### Task to complete
Repeat every record below exactly as written.

### Records supplied
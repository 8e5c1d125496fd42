//! Error types returned by the estimator core

use rust_decimal::Decimal;
use thiserror::Error;

/// Input contract violations rejected by [`crate::estimator::aggregate`]
#[derive(Debug, Clone, PartialEq, Eq, Error)]
pub enum EstimateError {
    #[error("current home value must be greater than zero (got {0})")]
    NonPositiveValue(Decimal),

    #[error("no improvements selected")]
    EmptySelection,

    #[error("amounts are outside the representable decimal range")]
    Overflow,
}

impl EstimateError {
    /// Message suitable for showing to the person filling in the form
    pub fn user_message(&self) -> &'static str {
        match self {
            EstimateError::NonPositiveValue(_) => "Please enter a valid current home value",
            EstimateError::EmptySelection => "Please select at least one improvement",
            EstimateError::Overflow => "Please enter a realistic current home value",
        }
    }
}

#[derive(Debug, Clone, PartialEq, Eq, Error)]
pub enum CatalogError {
    #[error("duplicate improvement id: {0}")]
    DuplicateId(String),
}

/// A string could not be parsed into one of the closed enums
#[derive(Debug, Clone, PartialEq, Eq, Error)]
#[error("invalid {kind}: '{value}'")]
pub struct ParseError {
    pub kind: &'static str,
    pub value: String,
}

impl ParseError {
    pub fn new(kind: &'static str, value: impl Into<String>) -> Self {
        Self {
            kind,
            value: value.into(),
        }
    }
}
//! The fixed catalog of offered home improvements.

use rust_decimal::Decimal;
use rust_decimal_macros::dec;
use serde::Serialize;
use std::collections::HashSet;
use std::sync::LazyLock;

use crate::error::CatalogError;
use crate::improvement::{ImprovementRecord, Priority};

static BUILTIN: LazyLock<Catalog> = LazyLock::new(|| Catalog {
    records: builtin_records(),
});

/// An ordered, read-only list of improvements with unique ids
#[derive(Debug, Clone, PartialEq, Serialize)]
#[serde(transparent)]
pub struct Catalog {
    records: Vec<ImprovementRecord>,
}

impl Catalog {
    /// Build a catalog from arbitrary records, rejecting duplicate ids
    pub fn new(records: Vec<ImprovementRecord>) -> Result<Self, CatalogError> {
        let mut seen = HashSet::new();
        for r in &records {
            if !seen.insert(r.id.as_str()) {
                return Err(CatalogError::DuplicateId(r.id.clone()));
            }
        }
        Ok(Self { records })
    }

    /// The compiled-in catalog
    pub fn builtin() -> &'static Catalog {
        &BUILTIN
    }

    /// All records in catalog order
    pub fn all(&self) -> &[ImprovementRecord] {
        &self.records
    }

    pub fn get(&self, id: &str) -> Option<&ImprovementRecord> {
        self.records.iter().find(|r| r.id == id)
    }

    pub fn contains(&self, id: &str) -> bool {
        self.get(id).is_some()
    }

    pub fn ids(&self) -> impl Iterator<Item = &str> {
        self.records.iter().map(|r| r.id.as_str())
    }

    pub fn len(&self) -> usize {
        self.records.len()
    }

    pub fn is_empty(&self) -> bool {
        self.records.is_empty()
    }
}

#[allow(clippy::too_many_arguments)]
fn record(
    id: &str,
    title: &str,
    icon: &str,
    cost: Decimal,
    value_increase: Decimal,
    roi: u32,
    duration: &str,
    priority: Priority,
    description: &str,
) -> ImprovementRecord {
    ImprovementRecord {
        id: id.to_string(),
        title: title.to_string(),
        icon: icon.to_string(),
        cost,
        value_increase,
        roi,
        duration: duration.to_string(),
        priority,
        description: description.to_string(),
    }
}

#[rustfmt::skip]
fn builtin_records() -> Vec<ImprovementRecord> {
    use Priority::{High, Low, Medium};

    vec![
        record("kitchen-remodel", "Kitchen Remodel", "🍳", dec!(25000), dec!(20000), 80, "4-6 weeks", High,
            "Modern kitchen with updated appliances, countertops, and cabinets"),
        record("bathroom-renovation", "Bathroom Renovation", "🛁", dec!(15000), dec!(12000), 80, "3-4 weeks", High,
            "Updated fixtures, tile, and vanity"),
        record("flooring-upgrade", "Flooring Upgrade", "🏠", dec!(8000), dec!(6500), 81, "2-3 weeks", Medium,
            "Hardwood or high-quality laminate flooring throughout"),
        record("exterior-painting", "Exterior Painting", "🎨", dec!(5000), dec!(5000), 100, "1-2 weeks", High,
            "Fresh coat of paint to boost curb appeal"),
        record("landscaping", "Professional Landscaping", "🌳", dec!(4000), dec!(4500), 113, "1 week", High,
            "Enhanced curb appeal with professional landscaping"),
        record("hvac-system", "HVAC System Upgrade", "❄️", dec!(7000), dec!(5500), 79, "1 week", Medium,
            "Energy-efficient heating and cooling system"),
        record("window-replacement", "Window Replacement", "🪟", dec!(10000), dec!(8000), 80, "2-3 weeks", Medium,
            "Energy-efficient windows throughout"),
        record("roof-replacement", "Roof Replacement", "🏚️", dec!(12000), dec!(9000), 75, "1-2 weeks", Medium,
            "New roof with modern materials"),
        record("deck-addition", "Deck Addition", "🪵", dec!(10000), dec!(8500), 85, "2-3 weeks", Low,
            "Outdoor living space with quality decking"),
        record("smart-home", "Smart Home Technology", "📱", dec!(3000), dec!(3500), 117, "1 week", Medium,
            "Smart thermostat, locks, and lighting"),
        record("garage-door", "Garage Door Replacement", "🚪", dec!(3500), dec!(3500), 100, "1 day", Medium,
            "Modern insulated garage door"),
        record("basement-finish", "Basement Finishing", "🏗️", dec!(20000), dec!(15000), 75, "6-8 weeks", Low,
            "Convert basement into usable living space"),
    ]
}

#[cfg(test)]
mod tests {
    use super::*;

    #[test]
    fn test_builtin_has_twelve_unique_entries() {
        let catalog = Catalog::builtin();
        assert_eq!(catalog.len(), 12);
        let ids: HashSet<_> = catalog.ids().collect();
        assert_eq!(ids.len(), 12);
    }

    #[test]
    fn test_builtin_amounts_are_valid() {
        for r in Catalog::builtin().all() {
            assert!(r.cost > Decimal::ZERO, "{} has non-positive cost", r.id);
            assert!(r.value_increase >= Decimal::ZERO, "{} has negative value", r.id);
        }
    }

    #[test]
    fn test_lookup() {
        let catalog = Catalog::builtin();
        let landscaping = catalog.get("landscaping").unwrap();
        assert_eq!(landscaping.cost, dec!(4000));
        assert_eq!(landscaping.roi, 113);
        assert!(catalog.contains("garage-door"));
        assert!(!catalog.contains("nonexistent-item"));
    }

    #[test]
    fn test_catalog_order_is_stable() {
        let first: Vec<_> = Catalog::builtin().ids().take(3).collect();
        assert_eq!(first, ["kitchen-remodel", "bathroom-renovation", "flooring-upgrade"]);
    }

    #[test]
    fn test_new_rejects_duplicates() {
        let kitchen = Catalog::builtin().get("kitchen-remodel").unwrap().clone();
        let err = Catalog::new(vec![kitchen.clone(), kitchen]).unwrap_err();
        assert_eq!(err, CatalogError::DuplicateId("kitchen-remodel".into()));
    }

    #[test]
    fn test_authored_roi_close_to_derived() {
        // Authored figures are hand-rounded; they should never drift far.
        for r in Catalog::builtin().all() {
            let derived = r.derived_roi().unwrap();
            assert!((derived - r.roi as i64).abs() <= 1, "{}: {} vs {}", r.id, r.roi, derived);
        }
    }
}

### Exercise solution
repository 8e5c1d125496fd42
//! Error types returned by the estimator core

use rust_decimal::Decimal;
use thiserror::Error;

/// Input contract violations rejected by [`crate::estimator::aggregate`]
#[derive(Debug, Clone, PartialEq, Eq, Error)]
pub enum EstimateError {
    #[error("current home value must be greater than zero (got {0})")]
    NonPositiveValue(Decimal),

    #[error("no improvements selected")]
    EmptySelection,

    #[error("amounts are outside the representable decimal range")]
    Overflow,
}

impl EstimateError {
    /// Message suitable for showing to the person filling in the form
    pub fn user_message(&self) -> &'static str {
        match self {
            EstimateError::NonPositiveValue(_) => "Please enter a valid current home value",
            EstimateError::EmptySelection => "Please select at least one improvement",
            EstimateError::Overflow => "Please enter a realistic current home value",
        }
    }
}

#[derive(Debug, Clone, PartialEq, Eq, Error)]
pub enum CatalogError {
    #[error("duplicate improvement id: {0}")]
    DuplicateId(String),
}

/// A string could not be parsed into one of the closed enums
#[derive(Debug, Clone, PartialEq, Eq, Error)]
#[error("invalid {kind}: '{value}'")]
pub struct ParseError {
    pub kind: &'static str,
    pub value: String,
}

impl ParseError {
    pub fn new(kind: &'static str, value: impl Into<String>) -> Self {
        Self {
            kind,
            value: value.into(),
        }
    }
}
//! The fixed catalog of offered home improvements.

use rust_decimal::Decimal;
use rust_decimal_macros::dec;
use serde::Serialize;
use std::collections::HashSet;
use std::sync::LazyLock;

use crate::error::CatalogError;
use crate::improvement::{ImprovementRecord, Priority};

static BUILTIN: LazyLock<Catalog> = LazyLock::new(|| Catalog {
    records: builtin_records(),
});

/// An ordered, read-only list of improvements with unique ids
#[derive(Debug, Clone, PartialEq, Serialize)]
#[serde(transparent)]
pub struct Catalog {
    records: Vec<ImprovementRecord>,
}

impl Catalog {
    /// Build a catalog from arbitrary records, rejecting duplicate ids
    pub fn new(records: Vec<ImprovementRecord>) -> Result<Self, CatalogError> {
        let mut seen = HashSet::new();
        for r in &records {
            if !seen.insert(r.id.as_str()) {
                return Err(CatalogError::DuplicateId(r.id.clone()));
            }
        }
        Ok(Self { records })
    }

    /// The compiled-in catalog
    pub fn builtin() -> &'static Catalog {
        &BUILTIN
    }

    /// All records in catalog order
    pub fn all(&self) -> &[ImprovementRecord] {
        &self.records
    }

    pub fn get(&self, id: &str) -> Option<&ImprovementRecord> {
        self.records.iter().find(|r| r.id == id)
    }

    pub fn contains(&self, id: &str) -> bool {
        self.get(id).is_some()
    }

    pub fn ids(&self) -> impl Iterator<Item = &str> {
        self.records.iter().map(|r| r.id.as_str())
    }

    pub fn len(&self) -> usize {
        self.records.len()
    }

    pub fn is_empty(&self) -> bool {
        self.records.is_empty()
    }
}

#[allow(clippy::too_many_arguments)]
fn record(
    id: &str,
    title: &str,
    icon: &str,
    cost: Decimal,
    value_increase: Decimal,
    roi: u32,
    duration: &str,
    priority: Priority,
    description: &str,
) -> ImprovementRecord {
    ImprovementRecord {
        id: id.to_string(),
        title: title.to_string(),
        icon: icon.to_string(),
        cost,
        value_increase,
        roi,
        duration: duration.to_string(),
        priority,
        description: description.to_string(),
    }
}

#[rustfmt::skip]
fn builtin_records() -> Vec<ImprovementRecord> {
    use Priority::{High, Low, Medium};

    vec![
        record("kitchen-remodel", "Kitchen Remodel", "🍳", dec!(25000), dec!(20000), 80, "4-6 weeks", High,
            "Modern kitchen with updated appliances, countertops, and cabinets"),
        record("bathroom-renovation", "Bathroom Renovation", "🛁", dec!(15000), dec!(12000), 80, "3-4 weeks", High,
            "Updated fixtures, tile, and vanity"),
        record("flooring-upgrade", "Flooring Upgrade", "🏠", dec!(8000), dec!(6500), 81, "2-3 weeks", Medium,
            "Hardwood or high-quality laminate flooring throughout"),
        record("exterior-painting", "Exterior Painting", "🎨", dec!(5000), dec!(5000), 100, "1-2 weeks", High,
            "Fresh coat of paint to boost curb appeal"),
        record("landscaping", "Professional Landscaping", "🌳", dec!(4000), dec!(4500), 113, "1 week", High,
            "Enhanced curb appeal with professional landscaping"),
        record("hvac-system", "HVAC System Upgrade", "❄️", dec!(7000), dec!(5500), 79, "1 week", Medium,
            "Energy-efficient heating and cooling system"),
        record("window-replacement", "Window Replacement", "🪟", dec!(10000), dec!(8000), 80, "2-3 weeks", Medium,
            "Energy-efficient windows throughout"),
        record("roof-replacement", "Roof Replacement", "🏚️", dec!(12000), dec!(9000), 75, "1-2 weeks", Medium,
            "New roof with modern materials"),
        record("deck-addition", "Deck Addition", "🪵", dec!(10000), dec!(8500), 85, "2-3 weeks", Low,
            "Outdoor living space with quality decking"),
        record("smart-home", "Smart Home Technology", "📱", dec!(3000), dec!(3500), 117, "1 week", Medium,
            "Smart thermostat, locks, and lighting"),
        record("garage-door", "Garage Door Replacement", "🚪", dec!(3500), dec!(3500), 100, "1 day", Medium,
            "Modern insulated garage door"),
        record("basement-finish", "Basement Finishing", "🏗️", dec!(20000), dec!(15000), 75, "6-8 weeks", Low,
            "Convert basement into usable living space"),
    ]
}

#[cfg(test)]
mod tests {
    use super::*;

    #[test]
    fn test_builtin_has_twelve_unique_entries() {
        let catalog = Catalog::builtin();
        assert_eq!(catalog.len(), 12);
        let ids: HashSet<_> = catalog.ids().collect();
        assert_eq!(ids.len(), 12);
    }

    #[test]
    fn test_builtin_amounts_are_valid() {
        for r in Catalog::builtin().all() {
            assert!(r.cost > Decimal::ZERO, "{} has non-positive cost", r.id);
            assert!(r.value_increase >= Decimal::ZERO, "{} has negative value", r.id);
        }
    }

    #[test]
    fn test_lookup() {
        let catalog = Catalog::builtin();
        let landscaping = catalog.get("landscaping").unwrap();
        assert_eq!(landscaping.cost, dec!(4000));
        assert_eq!(landscaping.roi, 113);
        assert!(catalog.contains("garage-door"));
        assert!(!catalog.contains("nonexistent-item"));
    }

    #[test]
    fn test_catalog_order_is_stable() {
        let first: Vec<_> = Catalog::builtin().ids().take(3).collect();
        assert_eq!(first, ["kitchen-remodel", "bathroom-renovation", "flooring-upgrade"]);
    }

    #[test]
    fn test_new_rejects_duplicates() {
        let kitchen = Catalog::builtin().get("kitchen-remodel").unwrap().clone();
        let err = Catalog::new(vec![kitchen.clone(), kitchen]).unwrap_err();
        assert_eq!(err, CatalogError::DuplicateId("kitchen-remodel".into()));
    }

    #[test]
    fn test_authored_roi_close_to_derived() {
        // Authored figures are hand-rounded; they should never drift far.
        for r in Catalog::builtin().all() {
            let derived = r.derived_roi().unwrap();
            assert!((derived - r.roi as i64).abs() <= 1, "{}: {} vs {}", r.id, r.roi, derived);
        }
    }
}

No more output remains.